Animal Science: Today and Tomorrow
By: Dr. Michael L. Looper and Dr. Tom Troxel
Classes begin! The Department welcomes new DVM faculty member.
Fall classes have resumed and enrollment was up again in the Department of Animal Science with over 275 undergraduates. With this increase comes the challenge of accommodating students in both lecture and lab sections. To help with increased teaching loads, we are pleased to welcome Dr. Andrew Fidler to the Department of Animal Science. Dr. Fidler comes to us from his position with Dairy Farmers of America. Dr. Fidler completed a B.S. degree in Animal Science from Cornell University, a DVM from the University of Tennessee, and a veterinary residency in ruminant health at North Carolina State University. Dr. Fidler began his teaching duties on August 20.
What will the future bring?
- The fundamentals shaping the 2012 markets are going to have long lasting effect on the industry. Many of the trends that shaped 2011 are still in place – declining cattle supplies, stronger domestic beef demand and a sluggish U.S. economy.
- Weather has played a big role in changing expectations. Drought has now spread across most of the U.S., and it will likely threaten profitability for nearly every beef industry segment before it is finished. Tighter forage, feed grain and cattle supplies will increase the importance of managing input costs in 2012 and 2013 for all producers.
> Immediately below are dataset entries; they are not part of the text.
// core/src/store/txn.rs

use std::collections::{HashMap, HashSet};

use uuid::Uuid;

use crate::domain::{
  Coupon, CouponUsage, Deal, DealUsage, InventoryHistory, Order, OrderItem, OrderStatusHistory,
  Product,
};
use crate::error::{CoreError, CoreResult};

use super::Tables;

/// Writes buffered by a [`Txn`]. Applied to the live tables in one go on
/// commit, dropped wholesale on error.
#[derive(Debug, Default)]
pub(crate) struct Stage {
  products: HashMap<Uuid, Product>,
  orders: HashMap<Uuid, Order>,
  deleted_orders: HashSet<Uuid>,
  order_items: Vec<OrderItem>,
  status_history: Vec<OrderStatusHistory>,
  coupons: HashMap<Uuid, Coupon>,
  coupon_usages: Vec<CouponUsage>,
  deals: HashMap<Uuid, Deal>,
  deal_usages: Vec<DealUsage>,
  inventory_history: Vec<InventoryHistory>,
}

impl Stage {
  pub(crate) fn apply(self, tables: &mut Tables) {
    // Deletions first so a delete-then-reuse of an order number inside one
    // transaction lands correctly.
    for id in &self.deleted_orders {
      if let Some(order) = tables.orders.remove(id) {
        tables.order_numbers.remove(&order.order_number);
      }
      tables.order_items.retain(|item| item.order_id != *id);
      tables.status_history.retain(|row| row.order_id != *id);
    }
    for (id, product) in self.products {
      tables.products.insert(id, product);
    }
    for (id, order) in self.orders {
      tables.order_numbers.insert(order.order_number.clone(), id);
      tables.orders.insert(id, order);
    }
    for item in self.order_items {
      match tables.order_items.iter_mut().find(|row| row.id == item.id) {
        Some(existing) => *existing = item,
        None => tables.order_items.push(item),
      }
    }
    tables.status_history.extend(self.status_history);
    for (id, coupon) in self.coupons {
      if let Some(previous) = tables.coupons.get(&id) {
        if previous.code != coupon.code {
          tables.coupon_codes.remove(&previous.code);
        }
      }
      tables.coupon_codes.insert(coupon.code.clone(), id);
      tables.coupons.insert(id, coupon);
    }
    tables.coupon_usages.extend(self.coupon_usages);
    for (id, deal) in self.deals {
      tables.deals.insert(id, deal);
    }
    tables.deal_usages.extend(self.deal_usages);
    tables.inventory_history.extend(self.inventory_history);
  }
}

/// A unit of work over the store. Reads go through the stage first, then the
/// live tables, and always hand out owned clones; writes only touch the
/// stage. See [`super::Store::transaction`].
pub struct Txn<'a> {
  base: &'a Tables,
  stage: Stage,
}

impl<'a> Txn<'a> {
  pub(crate) fn new(base: &'a Tables) -> Self {
    Txn {
      base,
      stage: Stage::default(),
    }
  }

  pub(crate) fn into_stage(self) -> Stage {
    self.stage
  }

  // -- products ----------------------------------------------------------

  pub fn product(&self, id: Uuid) -> Option<Product> {
    self
      .stage
      .products
      .get(&id)
      .or_else(|| self.base.products.get(&id))
      .cloned()
  }

  pub fn require_product(&self, id: Uuid) -> CoreResult<Product> {
    self
      .product(id)
      .ok_or_else(|| CoreError::not_found("product", id))
  }

  pub fn put_product(&mut self, product: Product) {
    self.stage.products.insert(product.id, product);
  }

  // -- orders ------------------------------------------------------------

  pub fn order(&self, id: Uuid) -> Option<Order> {
    if self.stage.deleted_orders.contains(&id) {
      return None;
    }
    self
      .stage
      .orders
      .get(&id)
      .or_else(|| self.base.orders.get(&id))
      .cloned()
  }

  pub fn require_order(&self, id: Uuid) -> CoreResult<Order> {
    self.order(id).ok_or_else(|| CoreError::not_found("order", id))
  }

  pub fn put_order(&mut self, order: Order) {
    self.stage.orders.insert(order.id, order);
  }

  /// Tombstones the order and drops its items and history with it.
  pub fn delete_order(&mut self, id: Uuid) {
    self.stage.orders.remove(&id);
    self.stage.order_items.retain(|item| item.order_id != id);
    self.stage.status_history.retain(|row| row.order_id != id);
    self.stage.deleted_orders.insert(id);
  }

  pub fn order_number_taken(&self, number: &str) -> bool {
    self
      .stage
      .orders
      .values()
      .any(|order| order.order_number == number)
      || self.base.order_numbers.contains_key(number)
  }

  /// Whether the customer has any order on file. Orders staged earlier in
  /// this transaction count; tombstoned ones do not.
  pub fn customer_has_orders(&self, customer_id: Uuid) -> bool {
    self
      .stage
      .orders
      .values()
      .any(|order| order.customer_id == customer_id)
      || self.base.orders.values().any(|order| {
        order.customer_id == customer_id && !self.stage.deleted_orders.contains(&order.id)
      })
  }

  // -- order items -------------------------------------------------------

  pub fn item(&self, id: Uuid) -> Option<OrderItem> {
    self
      .stage
      .order_items
      .iter()
      .rev()
      .find(|item| item.id == id)
      .or_else(|| self.base.order_items.iter().find(|item| item.id == id))
      .cloned()
  }

  /// Inserts or replaces a line; the latest staged write for an id wins.
  pub fn put_item(&mut self, item: OrderItem) {
    self.stage.order_items.push(item);
  }

  pub fn items_for_order(&self, order_id: Uuid) -> Vec<OrderItem> {
    let mut items: Vec<OrderItem> = Vec::new();
    for item in self
      .base
      .order_items
      .iter()
      .filter(|item| item.order_id == order_id)
    {
      match self
        .stage
        .order_items
        .iter()
        .rev()
        .find(|staged| staged.id == item.id)
      {
        Some(staged) => items.push(staged.clone()),
        None => items.push(item.clone()),
      }
    }
    for item in self
      .stage
      .order_items
      .iter()
      .filter(|item| item.order_id == order_id)
    {
      if !items.iter().any(|existing| existing.id == item.id) {
        items.push(item.clone());
      }
    }
    items
  }

  // -- status history ----------------------------------------------------

  pub fn append_history(&mut self, row: OrderStatusHistory) {
    self.stage.status_history.push(row);
  }

  // -- coupons -----------------------------------------------------------

  pub fn coupon(&self, id: Uuid) -> Option<Coupon> {
    self
      .stage
      .coupons
      .get(&id)
      .or_else(|| self.base.coupons.get(&id))
      .cloned()
  }

  /// Lookup by normalized (uppercase) code. A staged edit that renames a
  /// coupon away from `code` hides the base row.
  pub fn coupon_by_code(&self, code: &str) -> Option<Coupon> {
    if let Some(coupon) = self.stage.coupons.values().find(|c| c.code == code) {
      return Some(coupon.clone());
    }
    let id = self.base.coupon_codes.get(code)?;
    if self.stage.coupons.contains_key(id) {
      return None;
    }
    self.base.coupons.get(id).cloned()
  }

  pub fn put_coupon(&mut self, coupon: Coupon) {
    self.stage.coupons.insert(coupon.id, coupon);
  }

  pub fn append_coupon_usage(&mut self, usage: CouponUsage) {
    self.stage.coupon_usages.push(usage);
  }

  pub fn coupon_uses_by_customer(&self, coupon_id: Uuid, customer_id: Uuid) -> u32 {
    let matches = |row: &&CouponUsage| row.coupon_id == coupon_id && row.customer_id == customer_id;
    let base = self.base.coupon_usages.iter().filter(matches).count();
    let staged = self.stage.coupon_usages.iter().filter(matches).count();
    (base + staged) as u32
  }

  // -- deals -------------------------------------------------------------

  pub fn deal(&self, id: Uuid) -> Option<Deal> {
    self
      .stage
      .deals
      .get(&id)
      .or_else(|| self.base.deals.get(&id))
      .cloned()
  }

  pub fn deals(&self) -> Vec<Deal> {
    let mut deals: Vec<Deal> = self
      .base
      .deals
      .values()
      .filter(|deal| !self.stage.deals.contains_key(&deal.id))
      .cloned()
      .collect();
    deals.extend(self.stage.deals.values().cloned());
    deals
  }

  pub fn put_deal(&mut self, deal: Deal) {
    self.stage.deals.insert(deal.id, deal);
  }

  pub fn append_deal_usage(&mut self, usage: DealUsage) {
    self.stage.deal_usages.push(usage);
  }

  pub fn deal_uses_by_customer(&self, deal_id: Uuid, customer_id: Uuid) -> u32 {
    let matches = |row: &&DealUsage| row.deal_id == deal_id && row.customer_id == customer_id;
    let base = self.base.deal_usages.iter().filter(matches).count();
    let staged = self.stage.deal_usages.iter().filter(matches).count();
    (base + staged) as u32
  }

  // -- inventory ---------------------------------------------------------

  pub fn append_inventory(&mut self, row: InventoryHistory) {
    self.stage.inventory_history.push(row);
  }
}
- Cow-calf producers will have limited opportunities for expansion in 2012, and the potential for a 2013 expansion will face pressure from record-high input costs. Beef cow slaughter is 6% below a year ago and 2% below the five-year average, but that is not enough to offset continued liquidation. The drought has sent calves to the market early and buyers will be hesitant to bid aggressively for calves amid higher feed prices.
- Record-high calf prices this spring threatened stocker and backgrounding margins. Then, demand for feeder cattle faded quickly this summer as drought forced earlier marketings and moved corn prices to new highs. Demand for feeder cattle should improve later in the year. However, upside price potential will depend on increasing deferred live cattle futures prices and declining corn prices.
- Most feedyards have been operating with negative margins on a cash-to-cash basis for at least two months, and that is not likely to change in 2012. Due to continued liquidation of the cow herd coupled with tight corn supplies, margins will remain thin in 2012 and 2013.
- The economy remains a concern, but domestic demand continues to be stronger than a year ago. Demand for Choice beef has been stronger with increasing customer traffic in restaurants and additional buying pressure from Wal-Mart. For the rest of 2012, continued strong demand will be needed if prices are to reach or exceed first half highs due to larger than expected per capita supplies. For 2013, if demand can at least run steady with 2012, prices will likely reach new record highs as supplies are forecast to decline for the year.
- Expect increases in the U.S. beef cowherd to be delayed until January 1, 2015.
- CattleFax expects the 2012 calf crop to decline 800,000 head – the largest decline since 1997.
- U.S. beef production will drop nearly 1 billion pounds in 2012 and 2013 combined.
- Beef demand is up 5% year to date. CattleFax expects demand to finish at or modestly below that level by year end.
- Calf prices through the second half of 2012 will face extreme pressure as grain values trade near record prices. This will be a limiting factor into early 2013. Expect calf market values to increase as stocker operator demand increases. Prices are expected to move higher as green grass fever kicks in during the spring. CattleFax expects spring highs in the $190/cwt. price range. Calf values could find higher support in the second half of 2013 – providing corn supplies increase and prices can move back toward $5/bu.
- The bred female market will continue to be affected by drought, lack of feedstuffs and the next 12 months of high corn values. Bred females values will increase significantly from fourth quarter 2012 to second quarter 2013 if winter precipitation can relieve current drought conditions and benefit spring and summer pasture conditions. Values could improve as much as $350 per head.
- The cull cow market will follow a normal seasonal pattern during the next 18 months. Expect Utility grade cull cows lows this fall under $70/cwt., which will put the 2012 average near $78/cwt. The market should average close to $88/cwt. for 2013, with a range of $72 to $100/cwt (CattleFax).